This week's surprise move by Indian mining tycoon Anil Agarwal to acquire the second-biggest shareholding in Anglo American has again raised questions over the future of the 100-year-old group.
Struggling from sluggish commodity prices and difficult operating environments in South Africa, the miner has remained the subject of takeover speculation since a failed "merger of equals" proposal by the now-defunct Xstrata Resources eight years ago.
Last year, the miner had put a significant number of its assets on sale to pay down crippling debt that had piled up during the China-driven super-commodity cycle.
However, markets have since changed, and the asset sale has been put on hold after a pick-up in the commodity cycle yielded cash flows to some of its bleeding businesses.
Agarwal, who is buying the $2.4-billion stake of 12%, is set to become the second-biggest shareholder after the Public Investment Corporation (PIC), which owns 13.5%.
While the investment may not get him a seat on the board, it puts him at the forefront of any big decision- making. It's a seat critics argue is in effect rented as he isn't buying shares with his own money, but borrowing from bond investors at a coupon rate of 4.125%.
In essence, he gets to hold Anglo shares until the bond matures in three years, receiving no upside from a rising stock price.
In response to e-mailed questions from Business Times, Agarwal said he would not favour any moves to try to break Anglo American into South African and international arms as he believed the group's strength lay in both businesses.
"I like Anglo's entire balanced portfolio, both in South Africa and elsewhere. I believe Anglo has several world-class assets, including De Beers," Agarwal said.
He said he was "fully supportive of the board, management and strategy". What attracted him to the company was its strategy, and he believed the business had significant upside, especially as the team executed its business plan.
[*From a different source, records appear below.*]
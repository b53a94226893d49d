//! Server startup and graceful shutdown

use anyhow::Result;
use axum::Router;
use mediagate_core::Config;

/// Start the server with graceful shutdown
pub async fn start_server(config: &Config, app: Router) -> Result<()> {
    let addr = format!("0.0.0.0:{}", config.server_port());
    tracing::info!(addr = %addr, "Starting server");

    let listener = tokio::net::TcpListener::bind(&addr).await?;

    tracing::info!(
        storage_backend = %config.storage_backend(),
        max_upload_mb = config.max_upload_size_bytes() / 1024 / 1024,
        ffmpeg_path = %config.ffmpeg_path(),
        max_concurrent_transcodes = config.max_concurrent_transcodes(),
        "Server ready and accepting connections"
    );

    axum::serve(listener, app)
        .with_graceful_shutdown(shutdown_signal())
        .await?;

    tracing::info!("Server stopped");
    Ok(())
}

/// Resolves on Ctrl+C (SIGINT) or SIGTERM.
///
/// If a handler cannot be installed that signal is ignored and the other one still
/// triggers shutdown.
async fn shutdown_signal() {
    let ctrl_c = async {
        if let Err(e) = tokio::signal::ctrl_c().await {
            tracing::error!(error = %e, "Failed to install Ctrl+C handler");
            std::future::pending::<()>().await;
        }
    };

    #[cfg(unix)]
    let terminate = async {
        match tokio::signal::unix::signal(tokio::signal::unix::SignalKind::terminate()) {
            Ok(mut signal) => {
                signal.recv().await;
            }
            Err(e) => {
                tracing::error!(error = %e, "Failed to install SIGTERM handler");
                std::future::pending::<()>().await;
            }
        }
    };

    #[cfg(not(unix))]
    let terminate = std::future::pending::<()>();

    tokio::select! {
        _ = ctrl_c => {
            tracing::info!("Received Ctrl+C signal");
        },
        _ = terminate => {
            tracing::info!("Received terminate signal");
        },
    }

    tracing::info!("Shutting down gracefully...");
}
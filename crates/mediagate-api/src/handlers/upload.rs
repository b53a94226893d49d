use crate::error::{ErrorResponse, HttpAppError};
use crate::state::AppState;
use axum::{
    extract::State,
    http::{
        header::{AsHeaderName, CONTENT_TYPE},
        HeaderMap,
    },
    Json,
};
use bytes::Bytes;
use mediagate_core::constants::{
    HEADER_DESCRIPTION, HEADER_MEDIA_TYPE, HEADER_TITLE, HEADER_VIDEO_DURATION,
};
use mediagate_core::models::{UploadFields, UploadRequest, UploadResponse};
use std::sync::Arc;

/// Header value as text; values that are not visible ASCII count as absent.
fn header_str<'a>(headers: &'a HeaderMap, name: impl AsHeaderName) -> Option<&'a str> {
    headers.get(name).and_then(|v| v.to_str().ok())
}

#[utoipa::path(
    post,
    path = "/api/upload",
    tag = "upload",
    params(
        ("X-Type" = String, Header, description = "Declared media type: 'image' or 'video'"),
        ("X-Title" = Option<String>, Header, description = "Optional title stored as object metadata"),
        ("X-Description" = Option<String>, Header, description = "Optional description stored as object metadata"),
        ("X-Video-Duration" = Option<String>, Header, description = "Declared duration in seconds; required for videos")
    ),
    request_body(content = Vec<u8>, content_type = "application/octet-stream", description = "Raw media bytes; Content-Type is the media MIME type"),
    responses(
        (status = 200, description = "Upload stored", body = UploadResponse),
        (status = 400, description = "Invalid request or duration mismatch", body = ErrorResponse),
        (status = 413, description = "Body exceeds the upload size limit"),
        (status = 500, description = "Probe, transcode or storage failure", body = ErrorResponse)
    )
)]
pub async fn upload_media(
    State(state): State<Arc<AppState>>,
    headers: HeaderMap,
    body: Bytes,
) -> Result<Json<UploadResponse>, HttpAppError> {
    let fields = UploadFields {
        content_type: header_str(&headers, CONTENT_TYPE),
        media_type: header_str(&headers, HEADER_MEDIA_TYPE),
        title: header_str(&headers, HEADER_TITLE),
        description: header_str(&headers, HEADER_DESCRIPTION),
        video_duration: header_str(&headers, HEADER_VIDEO_DURATION),
    };

    let request = UploadRequest::parse(fields, body)?;
    let object = state.pipeline.ingest(request).await?;

    Ok(Json(object.into()))
}
pub mod health;
pub mod upload;
//! Per-request scratch files.
//!
//! Every file is a [`NamedTempFile`] with a random, exclusively created name, so
//! concurrent requests never share a path. The file is removed when the handle drops,
//! on every exit path; removal errors are ignored.

use std::io;
use std::path::PathBuf;
use tempfile::{Builder, NamedTempFile};

/// Where scratch files are created.
#[derive(Debug, Clone, Default)]
pub struct ScratchSpace {
    dir: Option<PathBuf>,
}

impl ScratchSpace {
    /// Scratch files in the system temp directory.
    pub fn system() -> Self {
        Self { dir: None }
    }

    /// Scratch files in `dir`.
    pub fn in_dir(dir: impl Into<PathBuf>) -> Self {
        Self {
            dir: Some(dir.into()),
        }
    }

    /// Create an empty scratch file.
    pub fn create(&self, prefix: &str, suffix: &str) -> io::Result<NamedTempFile> {
        let mut builder = Builder::new();
        builder.prefix(prefix).suffix(suffix);
        match &self.dir {
            Some(dir) => builder.tempfile_in(dir),
            None => builder.tempfile(),
        }
    }

    /// Create a scratch file holding `data`.
    pub async fn write(&self, prefix: &str, suffix: &str, data: &[u8]) -> io::Result<NamedTempFile> {
        let file = self.create(prefix, suffix)?;
        tokio::fs::write(file.path(), data).await?;
        Ok(file)
    }
}
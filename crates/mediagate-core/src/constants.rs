//! Application-wide constants.

/// Request header carrying the declared media type (`image` or `video`).
pub const HEADER_MEDIA_TYPE: &str = "x-type";
/// Request header carrying the optional asset title.
pub const HEADER_TITLE: &str = "x-title";
/// Request header carrying the optional asset description.
pub const HEADER_DESCRIPTION: &str = "x-description";
/// Request header carrying the client-declared video duration in seconds.
pub const HEADER_VIDEO_DURATION: &str = "x-video-duration";

/// Content type assumed when the request carries none.
pub const DEFAULT_CONTENT_TYPE: &str = "application/octet-stream";

/// Extension used when the content-type subtype yields nothing usable.
pub const FALLBACK_EXTENSION: &str = "bin";

/// Prefix under which every uploaded object is stored.
pub const UPLOADS_PREFIX: &str = "uploads";

/// Maximum absolute difference, in seconds, between the declared and the measured
/// video duration.
pub const DEFAULT_DURATION_TOLERANCE_SECS: f64 = 0.2;

// Object metadata keys
pub const METADATA_TYPE: &str = "type";
pub const METADATA_TITLE: &str = "title";
pub const METADATA_DESCRIPTION: &str = "description";
pub const METADATA_DURATION: &str = "duration";
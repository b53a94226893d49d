//! Error types module
//!
//! Every failure of the ingestion pipeline is either a [`ValidationError`] (the caller sent
//! inconsistent or incomplete data and can fix it) or a [`ProcessingError`] (an external
//! capability such as ffprobe, ffmpeg or the object store failed). Both are unified under
//! [`IngestError`], which self-describes its HTTP presentation through [`ErrorMetadata`].

/// Log level for error reporting
#[derive(Debug, Clone, Copy, PartialEq, Eq)]
pub enum LogLevel {
    /// Debug level - for expected errors like validation failures
    Debug,
    /// Warning level - for recoverable issues
    Warn,
    /// Error level - for unexpected failures
    Error,
}

/// Metadata for error responses - defines how an error should be presented
pub trait ErrorMetadata {
    /// HTTP status code to return
    fn http_status_code(&self) -> u16;

    /// Machine-readable error code (e.g., "DURATION_MISMATCH")
    fn error_code(&self) -> &'static str;

    /// Whether the caller can fix the request and try again
    fn is_recoverable(&self) -> bool;

    /// Client-facing message
    fn client_message(&self) -> String;

    /// Log level for this error
    fn log_level(&self) -> LogLevel;
}

/// Caller-supplied data is self-inconsistent or incomplete.
#[derive(Debug, Clone, PartialEq, thiserror::Error)]
pub enum ValidationError {
    #[error("Unspecified type")]
    UnspecifiedType,

    #[error("Missing video duration")]
    MissingDuration,

    #[error("Invalid video duration: {0}")]
    InvalidDuration(String),

    #[error("Empty file")]
    EmptyFile,

    #[error("Video duration mismatch")]
    DurationMismatch { real_duration: f64 },
}

/// An external capability failed while handling the upload.
///
/// Messages stay short. The low-level diagnostics (ffmpeg stderr, object
/// store errors) are logged where they occur.
#[derive(Debug, Clone, PartialEq, thiserror::Error)]
pub enum ProcessingError {
    #[error("duration probe failed")]
    ProbeFailed,

    #[error("transcode failed")]
    TranscodeFailed,

    #[error("storage write failed: {0}")]
    Storage(String),

    #[error("internal error: {0}")]
    Internal(String),
}

#[derive(Debug, Clone, PartialEq, thiserror::Error)]
pub enum IngestError {
    #[error(transparent)]
    Validation(#[from] ValidationError),

    #[error(transparent)]
    Processing(#[from] ProcessingError),
}

impl IngestError {
    /// Measured duration to hand back to the caller, if this is a duration mismatch.
    pub fn real_duration(&self) -> Option<f64> {
        match self {
            IngestError::Validation(ValidationError::DurationMismatch { real_duration }) => {
                Some(*real_duration)
            }
            _ => None,
        }
    }

    pub fn is_validation(&self) -> bool {
        matches!(self, IngestError::Validation(_))
    }

    /// Get the error type name for logs
    pub fn error_type(&self) -> &'static str {
        match self {
            IngestError::Validation(_) => "ValidationError",
            IngestError::Processing(_) => "ProcessingError",
        }
    }
}

impl ErrorMetadata for IngestError {
    fn http_status_code(&self) -> u16 {
        match self {
            IngestError::Validation(_) => 400,
            IngestError::Processing(_) => 500,
        }
    }

    fn error_code(&self) -> &'static str {
        match self {
            IngestError::Validation(err) => match err {
                ValidationError::UnspecifiedType => "UNSPECIFIED_TYPE",
                ValidationError::MissingDuration => "MISSING_DURATION",
                ValidationError::InvalidDuration(_) => "INVALID_DURATION",
                ValidationError::EmptyFile => "EMPTY_FILE",
                ValidationError::DurationMismatch { .. } => "DURATION_MISMATCH",
            },
            IngestError::Processing(err) => match err {
                ProcessingError::ProbeFailed => "PROBE_FAILED",
                ProcessingError::TranscodeFailed => "TRANSCODE_FAILED",
                ProcessingError::Storage(_) => "STORAGE_ERROR",
                ProcessingError::Internal(_) => "INTERNAL_ERROR",
            },
        }
    }

    fn is_recoverable(&self) -> bool {
        self.is_validation()
    }

    fn client_message(&self) -> String {
        self.to_string()
    }

    fn log_level(&self) -> LogLevel {
        match self {
            IngestError::Validation(_) => LogLevel::Debug,
            IngestError::Processing(_) => LogLevel::Error,
        }
    }
}
/// True when `a` and `b` differ by at most `tolerance`, in absolute terms.
///
/// The bound does not scale with magnitude: 0.2 s is as strict for a two hour film
/// as for a two second clip. NaN on either side never passes.
pub fn within_tolerance(a: f64, b: f64, tolerance: f64) -> bool {
    (a - b).abs() <= tolerance
}
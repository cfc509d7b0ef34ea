//! Engine rules end to end, through the public API only.

use blockfall::core::GameEngine;
use blockfall::types::{Command, BOARD_HEIGHT, BOARD_WIDTH};

#[test]
fn fresh_game_state() {
    let game = GameEngine::new(12345);
    assert_eq!(game.score(), 0);
    assert_eq!(game.level(), 1);
    assert!(!game.is_game_over());
    assert!(!game.quit_requested());

    let piece = game.active();
    assert_eq!(piece.y, 0);
    assert!(game.board().can_place(&piece.shape, piece.x, piece.y));
}

#[test]
fn same_seed_replays_the_same_game() {
    let mut a = GameEngine::new(777);
    let mut b = GameEngine::new(777);
    for _ in 0..30 {
        a.apply_command(Command::HardDrop);
        b.apply_command(Command::HardDrop);
    }
    assert_eq!(a.score(), b.score());
    assert_eq!(a.snapshot().board, b.snapshot().board);
    assert_eq!(a.active().kind, b.active().kind);
}

#[test]
fn wall_blocked_moves_are_idempotent() {
    let mut game = GameEngine::new(9);
    for _ in 0..BOARD_WIDTH * 2 {
        game.apply_command(Command::MoveLeft);
    }
    let at_wall = game.active().x;
    for _ in 0..5 {
        game.apply_command(Command::MoveLeft);
        assert_eq!(game.active().x, at_wall);
    }
}

#[test]
fn rotations_cycle_back_at_spawn() {
    let mut game = GameEngine::new(31);
    let before = game.active().shape;
    for _ in 0..4 {
        game.apply_command(Command::RotateCw);
    }
    assert_eq!(game.active().shape, before);
}

#[test]
fn soft_drop_descends_one_row_when_legal() {
    let mut game = GameEngine::new(5);
    let y = game.active().y;
    game.apply_command(Command::SoftDrop);
    assert_eq!(game.active().y, y + 1);
}

#[test]
fn hard_drop_locks_resting_on_the_floor() {
    let mut game = GameEngine::new(4);
    game.apply_command(Command::HardDrop);

    // The first drop on an empty board must rest against the floor: its
    // lowest matrix row maps onto the board's bottom row.
    let snap = game.snapshot();
    let lowest_filled = (0..BOARD_HEIGHT as usize)
        .rev()
        .find(|&y| (0..BOARD_WIDTH as usize).any(|x| snap.board[y][x] != 0))
        .expect("hard drop locks cells into the board");
    assert_eq!(lowest_filled, BOARD_HEIGHT as usize - 1);

    // A fresh piece replaced the locked one at the spawn row.
    assert_eq!(game.active().y, 0);
}

#[test]
fn every_hard_drop_rests_on_stack_or_floor() {
    // Drop pieces until the game ends; after each lock, the piece below
    // must not have had room to fall further, i.e. the board changed by
    // exactly one resting piece (4 cells) minus any cleared rows.
    let mut game = GameEngine::new(2024);
    let mut drops = 0u32;
    while !game.is_game_over() && drops < 300 {
        let before = cell_count(&game);
        let score_before = game.score();
        game.apply_command(Command::HardDrop);
        let after = cell_count(&game);
        if game.score() == score_before {
            // No clear: the stack grows by the four locked cells (less
            // any that locked above the visible board near the end).
            assert!(after > before, "lock must add cells when nothing cleared");
            assert!(after <= before + 4);
        } else {
            assert!(after < before + 4, "a scored clear removes rows");
        }
        drops += 1;
    }
    assert!(game.is_game_over(), "uniform stacking tops out within 300 drops");
}

#[test]
fn score_updates_follow_the_table_and_derive_the_level() {
    let mut game = GameEngine::new(3);
    game.update_score(3);
    game.update_score(1);
    assert_eq!(game.score(), 600);
    assert_eq!(game.level(), 1);

    // A four-line clear from 600 crosses the level boundary.
    game.update_score(4);
    assert_eq!(game.score(), 1400);
    assert_eq!(game.level(), 2);

    // Zero-line "clears" are free.
    game.update_score(0);
    assert_eq!(game.score(), 1400);
}

#[test]
fn level_never_decreases() {
    let mut game = GameEngine::new(3);
    let mut last = game.level();
    for lines in [1usize, 0, 4, 2, 0, 3, 4, 4, 1].into_iter().cycle().take(40) {
        game.update_score(lines);
        assert!(game.level() >= last);
        last = game.level();
    }
}

#[test]
fn gravity_pulls_the_piece_down_over_ticks() {
    let mut game = GameEngine::new(8);
    let threshold = game.fall_threshold();
    assert_eq!(threshold, 19, "level 1 threshold");

    for _ in 0..threshold - 1 {
        game.tick();
    }
    assert_eq!(game.active().y, 0);
    game.tick();
    assert_eq!(game.active().y, 1);
}

#[test]
fn faster_levels_shorten_the_fall_threshold() {
    let mut game = GameEngine::new(8);
    game.update_score(4); // 800
    game.update_score(4); // 1600 -> level 2
    assert_eq!(game.level(), 2);
    assert_eq!(game.fall_threshold(), 18);

    for _ in 0..40 {
        game.update_score(4);
    }
    assert_eq!(game.fall_threshold(), 1, "threshold floors at one tick");
}

#[test]
fn quit_request_leaves_the_game_intact() {
    let mut game = GameEngine::new(6);
    let piece = *game.active();
    game.apply_command(Command::Quit);
    assert!(game.quit_requested());
    assert!(!game.is_game_over());
    assert_eq!(*game.active(), piece);
}

#[test]
fn game_over_freezes_the_engine() {
    let mut game = GameEngine::new(2024);
    while !game.is_game_over() {
        game.apply_command(Command::HardDrop);
    }
    let score = game.score();
    let board = game.snapshot().board;

    game.apply_command(Command::MoveLeft);
    game.apply_command(Command::HardDrop);
    game.tick();

    assert_eq!(game.score(), score);
    assert_eq!(game.snapshot().board, board);
    assert!(game.snapshot().game_over);
}

fn cell_count(game: &GameEngine) -> usize {
    game.snapshot()
        .board
        .iter()
        .flatten()
        .filter(|&&c| c != 0)
        .count()
}
//! Display sink: framebuffer, game view, and terminal renderer.
//!
//! The split keeps the frame layout pure and testable: [`view::GameView`]
//! turns a snapshot into a [`fb::FrameBuffer`], and only
//! [`renderer::TerminalRenderer`] touches the terminal.

pub mod fb;
pub mod renderer;
pub mod view;

pub use fb::{Cell, CellStyle, FrameBuffer, Rgb};
pub use renderer::TerminalRenderer;
pub use view::{GameView, FRAME_HEIGHT, FRAME_WIDTH};
//! Terminal Blockfall runner.
//!
//! One synchronous loop: poll at most one pending key, apply it, advance
//! the engine one tick, render a snapshot, sleep the fixed interval. The
//! sleep is the only suspension point.

use std::thread;
use std::time::{Duration, SystemTime, UNIX_EPOCH};

use anyhow::Result;

use blockfall::core::{GameEngine, GameSnapshot};
use blockfall::input::TerminalInput;
use blockfall::term::{GameView, TerminalRenderer};
use blockfall::types::TICK_MS;

/// Why the game loop ended.
enum Exit {
    /// Player quit: terminate silently.
    Quit,
    /// Stack topped out: report the final score.
    GameOver(u32),
}

fn main() -> Result<()> {
    let mut term = TerminalRenderer::new();
    term.enter()?;

    let outcome = run(&mut term);

    // Always try to restore terminal state before reporting anything.
    let _ = term.exit();

    match outcome? {
        Exit::Quit => {}
        Exit::GameOver(score) => {
            println!("Game Over!");
            println!("Final Score: {score}");
        }
    }
    Ok(())
}

fn run(term: &mut TerminalRenderer) -> Result<Exit> {
    let mut game = GameEngine::new(clock_seed());
    let mut input = TerminalInput::new();
    let view = GameView::new();
    let mut snapshot = GameSnapshot::default();
    let mut fb = view.frame_buffer();

    let tick = Duration::from_millis(TICK_MS);

    loop {
        if game.is_game_over() {
            // Show the final board briefly before reporting.
            game.snapshot_into(&mut snapshot);
            view.render_into(&snapshot, &mut fb);
            term.draw(&fb)?;
            thread::sleep(tick);
            return Ok(Exit::GameOver(game.score()));
        }

        if let Some(cmd) = input.poll_command()? {
            game.apply_command(cmd);
        }
        if game.quit_requested() {
            return Ok(Exit::Quit);
        }

        game.tick();

        game.snapshot_into(&mut snapshot);
        view.render_into(&snapshot, &mut fb);
        term.draw(&fb)?;

        thread::sleep(tick);
    }
}

/// Seed the piece generator from the wall clock, once at startup.
fn clock_seed() -> u32 {
    SystemTime::now()
        .duration_since(UNIX_EPOCH)
        .map(|d| d.subsec_nanos() ^ d.as_secs() as u32)
        .unwrap_or(1)
}
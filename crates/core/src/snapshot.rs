//! Renderable view of the engine state.
//!
//! The display layer consumes these instead of reaching into the engine,
//! and `GameEngine::snapshot_into` fills a caller-owned snapshot so the
//! render path allocates nothing per frame.

use crate::piece::{FallingPiece, Shape};
use crate::types::{BOARD_HEIGHT, BOARD_WIDTH};

/// The active piece as the display needs it: matrix, anchor, color.
#[derive(Debug, Clone, Copy, PartialEq, Eq)]
pub struct ActiveSnapshot {
    pub shape: Shape,
    pub x: i8,
    pub y: i8,
    pub color_id: u8,
}

impl From<FallingPiece> for ActiveSnapshot {
    fn from(piece: FallingPiece) -> Self {
        Self {
            shape: piece.shape,
            x: piece.x,
            y: piece.y,
            color_id: piece.kind.color_id(),
        }
    }
}

/// Everything the display sink renders: board colors, the active piece,
/// and the HUD numbers.
#[derive(Debug, Clone, Copy, PartialEq, Eq)]
pub struct GameSnapshot {
    /// Color identifier per cell, 0 for empty.
    pub board: [[u8; BOARD_WIDTH as usize]; BOARD_HEIGHT as usize],
    pub active: ActiveSnapshot,
    pub score: u32,
    pub level: u32,
    pub game_over: bool,
}

impl Default for GameSnapshot {
    fn default() -> Self {
        Self {
            board: [[0u8; BOARD_WIDTH as usize]; BOARD_HEIGHT as usize],
            active: ActiveSnapshot {
                shape: crate::piece::base_shape(crate::types::PieceKind::I),
                x: 0,
                y: 0,
                color_id: 0,
            },
            score: 0,
            level: 1,
            game_over: false,
        }
    }
}
//! Core game logic: pure, deterministic, and testable.
//!
//! Everything with rules to get right lives here: the board, the shape
//! matrices and their rotation, piece generation, movement/collision,
//! line clearing, and scoring. The crate has zero terminal or I/O
//! dependencies, so the whole ruleset runs headless under tests.
//!
//! # Ruleset
//!
//! - Pieces are drawn uniformly from the 7 variants by an engine-owned,
//!   seed-injectable generator.
//! - Rotation replaces the occupancy matrix with its clockwise turn; a
//!   rotation that does not fit at the current anchor is discarded (no
//!   wall kicks).
//! - Gravity moves the piece one row every `max(1, 20 - level)` ticks.
//! - Clearing 1/2/3/4 rows scores 100/300/500/800; the level is derived
//!   as `1 + score / 1000`.
//! - The game ends when the stack reaches the top row or a fresh spawn
//!   cannot be placed.
//!
//! # Example
//!
//! ```
//! use blockfall_core::GameEngine;
//! use blockfall_core::types::Command;
//!
//! let mut game = GameEngine::new(12345);
//! game.apply_command(Command::MoveRight);
//! game.apply_command(Command::HardDrop);
//! game.tick();
//! assert!(!game.quit_requested());
//! ```

pub mod board;
pub mod game;
pub mod piece;
pub mod rng;
pub mod snapshot;

pub use blockfall_types as types;

pub use board::Board;
pub use game::GameEngine;
pub use piece::{base_shape, FallingPiece, Shape};
pub use rng::{PieceRng, SimpleRng};
pub use snapshot::{ActiveSnapshot, GameSnapshot};
//! The game engine: board, active piece, scoring, and the rules that tie
//! them together.
//!
//! The engine is pure state plus transitions. It knows nothing about
//! terminals or timing beyond its tick counter; the runner polls input,
//! applies commands, ticks once per loop iteration, and renders from a
//! snapshot.

use crate::board::Board;
use crate::piece::FallingPiece;
use crate::rng::PieceRng;
use crate::snapshot::{ActiveSnapshot, GameSnapshot};
use crate::types::{Command, FALL_BASE_TICKS, LEVEL_SCORE_STEP, LINE_SCORES};

/// Complete state of one game.
#[derive(Debug, Clone)]
pub struct GameEngine {
    board: Board,
    active: FallingPiece,
    rng: PieceRng,
    score: u32,
    level: u32,
    fall_timer: u32,
    game_over: bool,
    quit: bool,
}

impl GameEngine {
    /// Start a game: empty board, score 0, level 1, and a first piece of a
    /// uniformly random variant centered on the spawn row.
    pub fn new(seed: u32) -> Self {
        let mut rng = PieceRng::new(seed);
        let active = FallingPiece::spawn(rng.next_kind());
        Self {
            board: Board::new(),
            active,
            rng,
            score: 0,
            level: 1,
            fall_timer: 0,
            game_over: false,
            quit: false,
        }
    }

    pub fn score(&self) -> u32 {
        self.score
    }

    pub fn level(&self) -> u32 {
        self.level
    }

    pub fn board(&self) -> &Board {
        &self.board
    }

    pub fn active(&self) -> &FallingPiece {
        &self.active
    }

    /// True once the stack has reached the top row or a spawn was blocked.
    /// Terminal: the runner stops the loop and reports the final score.
    pub fn is_game_over(&self) -> bool {
        self.game_over || self.board.top_row_occupied()
    }

    /// True after a Quit command; the runner terminates without a score
    /// report.
    pub fn quit_requested(&self) -> bool {
        self.quit
    }

    /// Apply one player command. Commands never fail: illegal moves and
    /// rotations are silently rejected, and a blocked downward move runs
    /// the lock sequence instead.
    pub fn apply_command(&mut self, cmd: Command) {
        if self.game_over {
            return;
        }
        match cmd {
            Command::MoveLeft => {
                self.try_shift(-1, 0);
            }
            Command::MoveRight => {
                self.try_shift(1, 0);
            }
            Command::RotateCw => {
                self.try_rotate_cw();
            }
            Command::SoftDrop => {
                if !self.try_shift(0, 1) {
                    self.lock_and_advance();
                }
            }
            Command::HardDrop => {
                while self.try_shift(0, 1) {}
                self.lock_and_advance();
            }
            Command::Quit => {
                self.quit = true;
            }
        }
    }

    /// Advance the fall timer; once it reaches the level-dependent
    /// threshold, reset it and move the piece down one row, locking when
    /// the move is illegal. The only source of automatic descent.
    pub fn tick(&mut self) {
        if self.game_over {
            return;
        }
        self.fall_timer += 1;
        if self.fall_timer >= self.fall_threshold() {
            self.fall_timer = 0;
            if !self.try_shift(0, 1) {
                self.lock_and_advance();
            }
        }
    }

    /// Ticks between automatic falls at the current level, floored at 1.
    pub fn fall_threshold(&self) -> u32 {
        FALL_BASE_TICKS.saturating_sub(self.level).max(1)
    }

    /// Add the line-clear award and recompute the level from the new
    /// score. The level is derived, never incremented, so it can only
    /// stay or rise as the score grows.
    pub fn update_score(&mut self, lines_cleared: usize) {
        self.score += LINE_SCORES[lines_cleared.min(LINE_SCORES.len() - 1)];
        self.level = 1 + self.score / LEVEL_SCORE_STEP;
    }

    /// Shift the active piece by (dx, dy) when the target placement is
    /// legal. Any successful descent resets the fall timer.
    fn try_shift(&mut self, dx: i8, dy: i8) -> bool {
        let x = self.active.x + dx;
        let y = self.active.y + dy;
        if self.board.can_place(&self.active.shape, x, y) {
            self.active.x = x;
            self.active.y = y;
            if dy > 0 {
                self.fall_timer = 0;
            }
            true
        } else {
            false
        }
    }

    /// Replace the active matrix with its clockwise turn when the rotated
    /// matrix fits at the unchanged anchor; no wall-kick search.
    fn try_rotate_cw(&mut self) -> bool {
        let rotated = self.active.shape.rotated_cw();
        if self.board.can_place(&rotated, self.active.x, self.active.y) {
            self.active.shape = rotated;
            true
        } else {
            false
        }
    }

    /// Lock the active piece into the board, clear full rows, score them,
    /// and spawn the next piece. A blocked spawn ends the game.
    fn lock_and_advance(&mut self) {
        self.board
            .lock(&self.active.shape, self.active.x, self.active.y, self.active.kind);

        let cleared = self.board.clear_full_rows();
        self.update_score(cleared.len());

        let next = FallingPiece::spawn(self.rng.next_kind());
        if !self.board.can_place(&next.shape, next.x, next.y) {
            self.game_over = true;
        }
        self.active = next;
        self.fall_timer = 0;
    }

    /// Fill a caller-owned snapshot with the renderable state.
    pub fn snapshot_into(&self, out: &mut GameSnapshot) {
        self.board.write_color_grid(&mut out.board);
        out.active = ActiveSnapshot::from(self.active);
        out.score = self.score;
        out.level = self.level;
        out.game_over = self.is_game_over();
    }

    /// Convenience allocation of a fresh snapshot.
    pub fn snapshot(&self) -> GameSnapshot {
        let mut out = GameSnapshot::default();
        self.snapshot_into(&mut out);
        out
    }

    #[cfg(test)]
    pub(crate) fn board_mut(&mut self) -> &mut Board {
        &mut self.board
    }

    #[cfg(test)]
    pub(crate) fn fall_timer(&self) -> u32 {
        self.fall_timer
    }
}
For the next six months, Agarwal may not make any takeover bids for the miner.
But given that just last year he had tried to merge his businesses with Anglo American and failed, analysts say there is no telling what his moves will be after the period.
The Agarwal family trust, Volcan Investments, owns 69% of London-listed Vedanta Resources, which in turn owns Vedanta and Hindustan Zinc. The company has oil, zinc, aluminium, copper and iron ore in its portfolio through other interests.
"We do believe that the intent is to seek some form of alliance or merger between Anglo American and Vedanta, ideally in a friendly way so as to avoid any massive price premia," HSBC analysts, David Plemming, Derryn Maade and Emma Townshend, said in a research report released earlier in the week.
The companies had different assets in different parts of the world. So a merger was unlikely to be supported by Anglo, the report said.
However, Agarwal could use his advantage to form an alliance with other shareholders and put pressure on Anglo collectively.
An analyst, who did not want to be named, said there were no synergies, and if there were any they would be really limited.
"In the past, he [Agarwal] has tried to take over a copper-mining business in Mexico so I know he is quite keen on diversifying his business and expanding his empire. That could be the main reason he is interested," said the analyst.
Vedanta's London-listed shares have gained 185% over the past 12 months. Over the same period, Anglo's London shares have gained more than 138%.
"This is the first time he has done this kind of move, but he will work it out. He is a very patient man. He does not rush. He will wait for an opportunity, so even if he will have to wait for one or two years before he gets what he wants, he will do it," the analyst said.
Anglo said it had not engaged with Agarwal yet on his interest in acquiring a stake, but if the two had talks about the investment, then it would interact with Volcan "as we would with any other shareholder".
Izaq van Niekerk, analyst at Mergence Investment Managers, said it was not clear yet what Agarwal's plans were, but they depended on what Anglo did with Kumba Iron Ore and its coal assets.
Anglo owns nearly 70% of Africa's biggest iron-ore producer, Kumba, and also owns seven coal mines.
"For him to try and take over South African assets would complicate things because they (Volcan Investment) have South African assets in Vedanta so then it's kind of reversing the work Cutifani has been doing in trying to get Anglo's exposure in South Africa down - so it's all pure speculation what his plans are at the moment," Van Nierkerk said.
Anglo American currently has 25% of its asset base in South Africa, and the country contributed 7% to its revenue in its last reporting period, according to Bloomberg data.